→ Data provided:

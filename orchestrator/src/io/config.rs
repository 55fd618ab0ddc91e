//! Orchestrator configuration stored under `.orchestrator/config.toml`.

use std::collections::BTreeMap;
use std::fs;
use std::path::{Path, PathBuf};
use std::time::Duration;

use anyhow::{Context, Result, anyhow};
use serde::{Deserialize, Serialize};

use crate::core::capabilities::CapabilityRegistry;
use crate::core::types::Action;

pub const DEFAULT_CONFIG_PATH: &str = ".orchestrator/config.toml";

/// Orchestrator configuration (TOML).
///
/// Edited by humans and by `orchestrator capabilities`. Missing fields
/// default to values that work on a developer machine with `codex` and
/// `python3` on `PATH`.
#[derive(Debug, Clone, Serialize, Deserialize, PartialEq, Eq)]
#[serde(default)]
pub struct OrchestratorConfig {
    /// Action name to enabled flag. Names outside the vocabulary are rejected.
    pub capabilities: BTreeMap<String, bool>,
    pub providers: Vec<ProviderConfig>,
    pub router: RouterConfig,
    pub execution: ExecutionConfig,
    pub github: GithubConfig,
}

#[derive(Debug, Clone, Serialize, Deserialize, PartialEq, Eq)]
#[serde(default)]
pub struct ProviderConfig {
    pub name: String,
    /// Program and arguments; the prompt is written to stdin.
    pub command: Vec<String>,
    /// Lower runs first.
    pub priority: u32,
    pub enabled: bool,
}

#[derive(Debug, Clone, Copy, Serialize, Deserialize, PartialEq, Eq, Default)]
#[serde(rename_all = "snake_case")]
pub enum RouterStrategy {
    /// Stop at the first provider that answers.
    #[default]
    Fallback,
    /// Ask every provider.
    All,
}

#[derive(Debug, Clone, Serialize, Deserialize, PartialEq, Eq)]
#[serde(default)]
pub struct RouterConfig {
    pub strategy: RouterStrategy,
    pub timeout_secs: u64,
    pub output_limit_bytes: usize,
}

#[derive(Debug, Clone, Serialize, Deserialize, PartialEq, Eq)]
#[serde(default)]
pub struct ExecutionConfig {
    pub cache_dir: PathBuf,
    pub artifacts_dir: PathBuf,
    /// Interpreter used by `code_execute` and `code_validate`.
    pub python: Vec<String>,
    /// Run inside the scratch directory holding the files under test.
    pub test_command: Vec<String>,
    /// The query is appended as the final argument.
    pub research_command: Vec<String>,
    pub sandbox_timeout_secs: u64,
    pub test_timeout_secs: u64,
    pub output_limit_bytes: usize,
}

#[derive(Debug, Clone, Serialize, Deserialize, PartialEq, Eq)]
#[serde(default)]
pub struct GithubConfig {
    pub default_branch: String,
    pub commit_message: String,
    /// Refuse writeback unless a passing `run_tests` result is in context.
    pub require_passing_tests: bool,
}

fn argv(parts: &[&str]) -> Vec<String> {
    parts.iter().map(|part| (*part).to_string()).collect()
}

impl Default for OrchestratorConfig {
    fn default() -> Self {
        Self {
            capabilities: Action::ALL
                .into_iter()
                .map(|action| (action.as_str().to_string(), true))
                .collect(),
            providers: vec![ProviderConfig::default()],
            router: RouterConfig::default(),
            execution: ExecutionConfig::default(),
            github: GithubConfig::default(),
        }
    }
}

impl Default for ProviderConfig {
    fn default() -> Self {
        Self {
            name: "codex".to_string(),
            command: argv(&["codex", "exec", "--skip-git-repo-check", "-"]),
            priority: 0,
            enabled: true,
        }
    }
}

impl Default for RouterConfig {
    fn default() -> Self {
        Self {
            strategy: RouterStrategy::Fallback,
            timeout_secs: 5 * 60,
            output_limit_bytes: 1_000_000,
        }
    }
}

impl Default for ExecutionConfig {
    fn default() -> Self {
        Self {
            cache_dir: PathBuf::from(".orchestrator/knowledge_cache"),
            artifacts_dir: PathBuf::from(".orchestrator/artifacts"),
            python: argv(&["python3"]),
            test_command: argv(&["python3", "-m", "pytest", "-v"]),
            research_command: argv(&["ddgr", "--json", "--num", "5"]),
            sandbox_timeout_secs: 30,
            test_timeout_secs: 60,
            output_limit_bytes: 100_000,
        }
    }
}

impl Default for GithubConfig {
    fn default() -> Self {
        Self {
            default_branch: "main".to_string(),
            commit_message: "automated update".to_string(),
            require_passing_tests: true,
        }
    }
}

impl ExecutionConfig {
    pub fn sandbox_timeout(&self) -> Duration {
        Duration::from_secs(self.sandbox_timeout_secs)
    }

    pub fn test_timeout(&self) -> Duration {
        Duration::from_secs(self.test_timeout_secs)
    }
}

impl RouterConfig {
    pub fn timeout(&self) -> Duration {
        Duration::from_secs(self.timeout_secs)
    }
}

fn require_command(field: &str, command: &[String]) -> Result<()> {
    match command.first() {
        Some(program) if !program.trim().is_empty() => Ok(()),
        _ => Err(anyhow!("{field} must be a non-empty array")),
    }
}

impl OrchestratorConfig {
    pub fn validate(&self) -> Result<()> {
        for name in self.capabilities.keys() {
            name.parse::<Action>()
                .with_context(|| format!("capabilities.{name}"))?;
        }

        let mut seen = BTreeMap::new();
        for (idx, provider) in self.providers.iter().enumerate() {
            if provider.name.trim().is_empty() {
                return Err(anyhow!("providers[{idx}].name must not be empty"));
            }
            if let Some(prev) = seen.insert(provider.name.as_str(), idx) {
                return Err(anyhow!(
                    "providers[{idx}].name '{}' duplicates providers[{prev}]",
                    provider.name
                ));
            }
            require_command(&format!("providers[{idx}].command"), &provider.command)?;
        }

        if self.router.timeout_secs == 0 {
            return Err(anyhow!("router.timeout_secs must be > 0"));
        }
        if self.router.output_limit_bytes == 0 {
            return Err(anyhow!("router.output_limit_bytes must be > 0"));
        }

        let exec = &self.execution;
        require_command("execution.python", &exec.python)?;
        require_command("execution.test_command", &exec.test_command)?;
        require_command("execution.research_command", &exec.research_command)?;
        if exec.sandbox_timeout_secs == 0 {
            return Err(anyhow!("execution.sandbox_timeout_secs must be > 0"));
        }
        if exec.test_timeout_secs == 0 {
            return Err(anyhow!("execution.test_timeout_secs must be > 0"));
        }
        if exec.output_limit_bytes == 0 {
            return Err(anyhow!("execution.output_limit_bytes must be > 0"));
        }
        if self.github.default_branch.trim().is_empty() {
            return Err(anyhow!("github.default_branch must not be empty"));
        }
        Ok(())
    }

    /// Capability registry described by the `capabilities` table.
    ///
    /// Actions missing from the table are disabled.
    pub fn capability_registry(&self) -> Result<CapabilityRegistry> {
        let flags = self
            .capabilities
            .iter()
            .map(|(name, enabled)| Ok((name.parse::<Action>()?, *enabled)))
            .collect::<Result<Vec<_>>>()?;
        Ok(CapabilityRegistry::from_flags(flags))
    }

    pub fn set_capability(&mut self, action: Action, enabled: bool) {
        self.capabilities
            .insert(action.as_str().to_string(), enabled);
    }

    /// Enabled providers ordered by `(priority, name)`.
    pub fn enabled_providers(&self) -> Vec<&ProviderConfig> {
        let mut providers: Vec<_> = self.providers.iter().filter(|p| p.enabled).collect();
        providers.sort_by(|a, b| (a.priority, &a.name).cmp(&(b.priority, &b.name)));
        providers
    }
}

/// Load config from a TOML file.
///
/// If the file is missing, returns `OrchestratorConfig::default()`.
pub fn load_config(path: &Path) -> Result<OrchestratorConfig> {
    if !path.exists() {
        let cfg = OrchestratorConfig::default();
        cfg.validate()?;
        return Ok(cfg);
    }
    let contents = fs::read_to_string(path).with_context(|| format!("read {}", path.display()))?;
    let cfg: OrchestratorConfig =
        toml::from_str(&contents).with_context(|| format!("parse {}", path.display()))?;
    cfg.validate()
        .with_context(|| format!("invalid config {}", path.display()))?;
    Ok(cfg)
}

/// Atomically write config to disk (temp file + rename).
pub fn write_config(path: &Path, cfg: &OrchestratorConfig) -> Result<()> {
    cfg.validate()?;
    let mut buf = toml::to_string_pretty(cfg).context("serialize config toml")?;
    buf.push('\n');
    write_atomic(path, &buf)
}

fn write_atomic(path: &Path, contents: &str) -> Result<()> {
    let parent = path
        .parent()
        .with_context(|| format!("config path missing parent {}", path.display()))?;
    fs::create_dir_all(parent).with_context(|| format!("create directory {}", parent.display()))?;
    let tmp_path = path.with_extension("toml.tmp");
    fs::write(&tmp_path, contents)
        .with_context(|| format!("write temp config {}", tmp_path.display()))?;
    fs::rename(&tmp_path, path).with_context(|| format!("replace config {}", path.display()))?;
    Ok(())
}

→ Directions: Each line in the data where the string "parent" occurs should be identified and copied.

→ Expected output:
    let parent = path
        .parent()
        .with_context(|| format!("config path missing parent {}", path.display()))?;
    fs::create_dir_all(parent).with_context(|| format!("create directory {}", parent.display()))?;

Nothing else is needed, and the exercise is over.